Edit: The mistake was in me counting (enumerating by hand) which @JMoravitz kindly taught me to do right in the chat. Apologies!

I'm trying to code a problem I have, and I would like to use a combination approach. But I seem to make the wrong assumptions, or I cannot calculate right (which is reasonably plausible).

If I have, n elements and I pick $\frac n2$ elements, I thought the number of combinations I get should be n choose $\frac n2$ ?

For example 4 elements gives 6 combinations. And 6 elements give 20 combinations.
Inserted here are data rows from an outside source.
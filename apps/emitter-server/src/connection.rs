//! Per-connection handling.
//!
//! Wire protocol (line-oriented inbound, length-prefixed JSON outbound):
//!
//! 1. The client sends one JSON line describing itself (`ClientInfo`).
//! 2. The server assigns a session id and replies with a success status
//!    whose correlation id is that session id.
//! 3. Each further line is a request. `heartbeat` refreshes the session and
//!    is acknowledged; anything else is answered with `REQUEST_CODE_INVALID`.
//! 4. EOF removes the session. Removal on the server side (idle sweep,
//!    rejection, shutdown) ends the connection.
//!
//! Inbound lines longer than the configured limit close the connection.

use std::net::SocketAddr;
use std::sync::Arc;

use anyhow::{Context, Result};
use emitter_core::{
    ClientInfo, EmitError, ErrorCode, EventEmitter, FramedTransport, RemovalReason,
    RequestHeader, SessionHandle, SessionId, StatusCode, StreamEmitter, TokioSpawner,
};
use futures::StreamExt;
use tokio::net::tcp::OwnedReadHalf;
use tokio::net::TcpStream;
use tokio_util::codec::{FramedRead, LinesCodec};

const HEARTBEAT: &str = "heartbeat";

type Requests = FramedRead<OwnedReadHalf, LinesCodec>;

/// Serves one client connection until EOF, a read error, a fatal send
/// error, or removal of its session.
pub async fn serve(
    stream: TcpStream,
    peer: SocketAddr,
    emitter: StreamEmitter,
    spawner: TokioSpawner,
    max_request_len: usize,
) -> Result<()> {
    let (read_half, write_half) = stream.into_split();
    let mut requests = FramedRead::new(
        read_half,
        LinesCodec::new_with_max_length(max_request_len),
    );

    let handshake = match requests.next().await {
        Some(line) => line.context("Failed to read handshake")?,
        None => anyhow::bail!("Connection closed before handshake"),
    };
    let mut client: ClientInfo =
        serde_json::from_str(&handshake).context("Invalid handshake payload")?;
    if client.host.is_empty() {
        client.host = peer.ip().to_string();
    }

    let session_id = SessionId::generate();
    let handle = emitter
        .registry()
        .open(
            session_id.clone(),
            client,
            FramedTransport::new(write_half),
            &spawner,
        )
        .context("Failed to register session")?;

    let responder: Arc<dyn EventEmitter> = Arc::new(emitter.bind(session_id.clone()));
    let result = run_session(&mut requests, &handle, &emitter, responder.as_ref()).await;

    // No-op if the session was already removed.
    emitter
        .registry()
        .remove(session_id.as_str(), RemovalReason::Disconnected);
    result
}

async fn run_session(
    requests: &mut Requests,
    handle: &SessionHandle,
    emitter: &StreamEmitter,
    responder: &dyn EventEmitter,
) -> Result<()> {
    let session_id = handle.id();
    responder
        .send_stream_resp(
            &RequestHeader::correlated(session_id.as_str()),
            &StatusCode::success(),
        )
        .await
        .context("Failed to acknowledge handshake")?;

    let mut request_no: u64 = 0;
    loop {
        let line = tokio::select! {
            _ = handle.closed() => {
                log::info!("[Connection] {} closed by server", session_id);
                return Ok(());
            }
            next = requests.next() => match next {
                Some(line) => line.context("Failed to read request")?,
                None => {
                    log::info!("[Connection] {} closed by peer", session_id);
                    return Ok(());
                }
            },
        };

        let request = line.trim();
        if request.is_empty() {
            continue;
        }
        request_no += 1;
        let header = RequestHeader::correlated(format!("{}-{}", session_id, request_no));

        let status = if request == HEARTBEAT {
            if !emitter.registry().touch(session_id.as_str()) {
                log::info!("[Connection] {} heartbeat after removal", session_id);
                return Ok(());
            }
            StatusCode::success()
        } else {
            log::debug!("[Connection] {} sent unknown request: {}", session_id, request);
            StatusCode::with_detail(StatusCode::REQUEST_CODE_INVALID, request)
        };

        match responder.send_stream_resp(&header, &status).await {
            Ok(()) => {}
            Err(EmitError::UnknownSession(_)) => {
                log::info!("[Connection] {} no longer registered", session_id);
                return Ok(());
            }
            Err(e) if e.is_fatal() => return Err(e).context("Session stream failed"),
            Err(e) => log::warn!(
                "[Connection] {} response dropped [{}]: {}",
                session_id,
                e.code(),
                e
            ),
        }
    }
}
So if I have elements a b c d I can have:

a b x x or

a x c x or

a x x d or

x b c x or

x b x d

total of 6.

If I do this for 6 elements a b c d e f

a b c x x x

a b x d x x


x b c d x x

x b c x e x


x x x d e f

And count them I am getting a total of 16 combinations? Am I missing some with this method? If not (though possible, I went over it numerous times already), how do I calculate the right number of combinations?

Thank you for your help.

  • 1
    $\begingroup$ In general, the number of ways of selecting $k$ objects out of $n$ objects total will be $\binom{n}{k}=\dfrac{n!}{k!(n-k)!}$. In your case, you just use $k=\frac{n}{2}$, giving the central binomial coefficients. In general it is a terrible idea to list them all out and brute force the count. In the case of $n=6$ that is $\binom{6}{3}=\frac{6!}{3!3!}=20$. Had you brute forced and listed them all out you should have also gotten $20$, so you must have missed some if you only counted $16$, the problem with trying to manually count $\endgroup$
    – JMoravitz
    Nov 15 '19 at 16:46
  • $\begingroup$ hello @JMoravitz thank you! would you know if the method I use to get the combinations with shifting the index doesn't get you all the combinations? $\endgroup$
    – oliver
    Nov 15 '19 at 16:51
  • 1
    $\begingroup$ As for coding this... that gets a bit off topic, but you can use three nested for loops, each index corresponding to which position in your string should be the usual letter versus an x. Pseudo code being: basestr = "xxxxxx"; for i in [1..6] { for j in [(i+1)..6] { for k in [(j+1)..6] { result = basestr; result[i]=i; result[j]=j; result[k]=k; print(result) } } }. Adjust the code for your prefered language. All combinations will be generated, none missed. Note that $\sum\limits_{i=1}^6\sum\limits_{j=i+1}^6\sum\limits_{k=j+1}^6 1 = \binom{6}{3}=20$. $\endgroup$
    – JMoravitz
    Nov 15 '19 at 16:54
  • $\begingroup$ thanks @JMoravitz this is exactly how I coded this, three nested loops. but because I calculated 20 combinations I'm thinking something is wrong. I wrote it out by hand and got 16 and by code as well. I've been looking at these 16 for 45 minutes haha. I cannot find the missing 4. So I figured my math is wrong. $\endgroup$
    – oliver
    Nov 15 '19 at 16:57
  • 2
    $\begingroup$ If you share the list and/or the code, we might be able to point out what went wrong, but in terms of the mathematics of your question, again, there will be $\binom{6}{3}=20$ combinations. As a guess, perhaps you hardcoded a limit on the highest that $i$ could go too low. There are exactly four outcomes where $i$ occurs in the third position or later. That would have had you miss xxcdex, xxcdxf, xxcxef, xxxdef $\endgroup$
    – JMoravitz
    Nov 15 '19 at 17:00

Summarizing the chat and comments above, there are in general $\binom{n}{k}=\dfrac{n!}{k!(n-k)!}$ ways to choose $k$ elements out of $n$. For the special case of $k=n/2$ these are the Central Binomial Coefficients.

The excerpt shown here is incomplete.